Mobilização de caminhoneiros aumenta pressão por votação da MP do Frete
Categoria realiza atos pontuais sem bloquear rodovias e cobra do Senado uma decisão antes que a medida provisória perca validade
Caminhoneiros autônomos iniciaram nesta segunda-feira, 13 de julho, uma mobilização nacional para cobrar do presidente do Senado, Davi Alcolumbre, a inclusão da chamada MP do Frete na pauta de votação. Apesar de inicialmente ser tratada como greve, a movimentação ocorre sem bloqueios de estradas ou interrupção dos acessos portuários. No Porto de Santos, onde houve concentração de motoristas, a entrada e a saída de caminhões continuavam normalmente.
A principal preocupação da categoria é o prazo da medida provisória, que perde validade na quinta-feira, dia 16, caso não seja analisada pelo Congresso.
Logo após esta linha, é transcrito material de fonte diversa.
//! Connection-related data models.
//!
//! This module defines types for database connection configuration.

use crate::config::ConnectionOptions;
use serde::{Deserialize, Serialize};

/// Supported database types.
#[derive(Debug, Clone, Copy, PartialEq, Eq, Hash, Serialize, Deserialize)]
#[serde(rename_all = "lowercase")]
pub enum DatabaseType {
    PostgreSQL,
    /// Includes MariaDB
    MySQL,
    SQLite,
}

impl DatabaseType {
    /// Parse database type from a connection string.
    pub fn from_connection_string(connection_string: &str) -> Option<Self> {
        let lower = connection_string.to_lowercase();
        if lower.starts_with("postgres://") || lower.starts_with("postgresql://") {
            Some(Self::PostgreSQL)
        } else if lower.starts_with("mysql://") || lower.starts_with("mariadb://") {
            Some(Self::MySQL)
        } else if lower.starts_with("sqlite://") || lower.starts_with("sqlite:") {
            Some(Self::SQLite)
        } else {
            None
        }
    }

    /// Get the display name for this database type.
    pub fn display_name(&self) -> &'static str {
        match self {
            Self::PostgreSQL => "PostgreSQL",
            Self::MySQL => "MySQL",
            Self::SQLite => "SQLite",
        }
    }

    /// Whether a backslash inside a string literal is an escape character.
    pub fn backslash_escapes(&self) -> bool {
        matches!(self, Self::MySQL)
    }
}

impl std::fmt::Display for DatabaseType {
    fn fmt(&self, f: &mut std::fmt::Formatter<'_>) -> std::fmt::Result {
        write!(f, "{}", self.display_name())
    }
}

/// Configuration for a database connection.
#[derive(Debug, Clone, Serialize, Deserialize)]
pub struct ConnectionConfig {
    pub id: String,
    pub db_type: DatabaseType,
    /// Contains sensitive data - never log
    #[serde(skip_serializing)]
    pub connection_string: String,
    #[serde(default)]
    pub options: ConnectionOptions,
}

impl ConnectionConfig {
    /// Create a new connection configuration.
    pub fn new(
        id: impl Into<String>,
        connection_string: impl Into<String>,
        options: ConnectionOptions,
    ) -> Result<Self, ConnectionConfigError> {
        let id = id.into();
        let connection_string = connection_string.into();

        if id.is_empty() {
            return Err(ConnectionConfigError::EmptyId);
        }
        if !id
            .chars()
            .all(|c| c.is_alphanumeric() || c == '-' || c == '_')
        {
            return Err(ConnectionConfigError::InvalidId(id));
        }

        let db_type = DatabaseType::from_connection_string(&connection_string)
            .ok_or_else(|| ConnectionConfigError::UnknownDatabaseType(connection_string.clone()))?;

        options
            .validate()
            .map_err(ConnectionConfigError::InvalidOptions)?;

        Ok(Self {
            id,
            db_type,
            connection_string,
            options,
        })
    }

    /// Get a display-safe version of the connection string (credentials masked).
    pub fn masked_connection_string(&self) -> String {
        let s = &self.connection_string;
        let Some(authority_start) = s.find("://").map(|p| p + 3) else {
            return s.clone();
        };
        if let Some(at_pos) = s[authority_start..].find('@').map(|p| p + authority_start) {
            if let Some(colon_pos) = s[authority_start..at_pos].rfind(':') {
                let prefix = &s[..authority_start + colon_pos + 1];
                let suffix = &s[at_pos..];
                return format!("{}****{}", prefix, suffix);
            }
        }
        s.clone()
    }
}

/// Errors that can occur when creating a connection configuration.
#[derive(Debug, thiserror::Error)]
pub enum ConnectionConfigError {
    /// Connection ID is empty
    #[error("Connection ID cannot be empty")]
    EmptyId,

    /// Connection ID contains invalid characters
    #[error("Connection ID contains invalid characters: {0}")]
    InvalidId(String),

    /// Could not determine database type from connection string
    #[error("Unknown database type in connection string: {0}")]
    UnknownDatabaseType(String),

    /// Transactor options failed validation
    #[error("Invalid connection options: {0}")]
    InvalidOptions(String),
}
//! Data models for the transactor.
//!
//! This module re-exports all model types used throughout the crate.

pub mod connection;
pub mod transaction;

// Re-export commonly used types
pub use connection::{ConnectionConfig, ConnectionConfigError, DatabaseType};
pub use transaction::{IsolationLevel, TransactionInfo, TransactionKind, TransactionState};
O texto reúne mudanças importantes para o transporte rodoviário de cargas, como regras para o custo mínimo do frete, maior poder de fiscalização para a ANTT, isenção de multas aplicadas em 2022, encerramento das penalidades relacionadas aos entre-eixos e a criação de salário-base de R$ 5 mil para motoristas contratados pelo regime celetista.
Entidades representativas afirmam que a demora na votação pode ampliar a insatisfação e estimular novas paralisações espontâneas. Lideranças do setor dizem ter recebido sinais de que Alcolumbre poderá pautar a proposta nos próximos dias, mas mantêm a pressão até que haja uma definição. Em Mato Grosso do Sul, caminhoneiros aguardavam o avanço das manifestações em Santos antes de decidir sobre uma possível adesão ao movimento.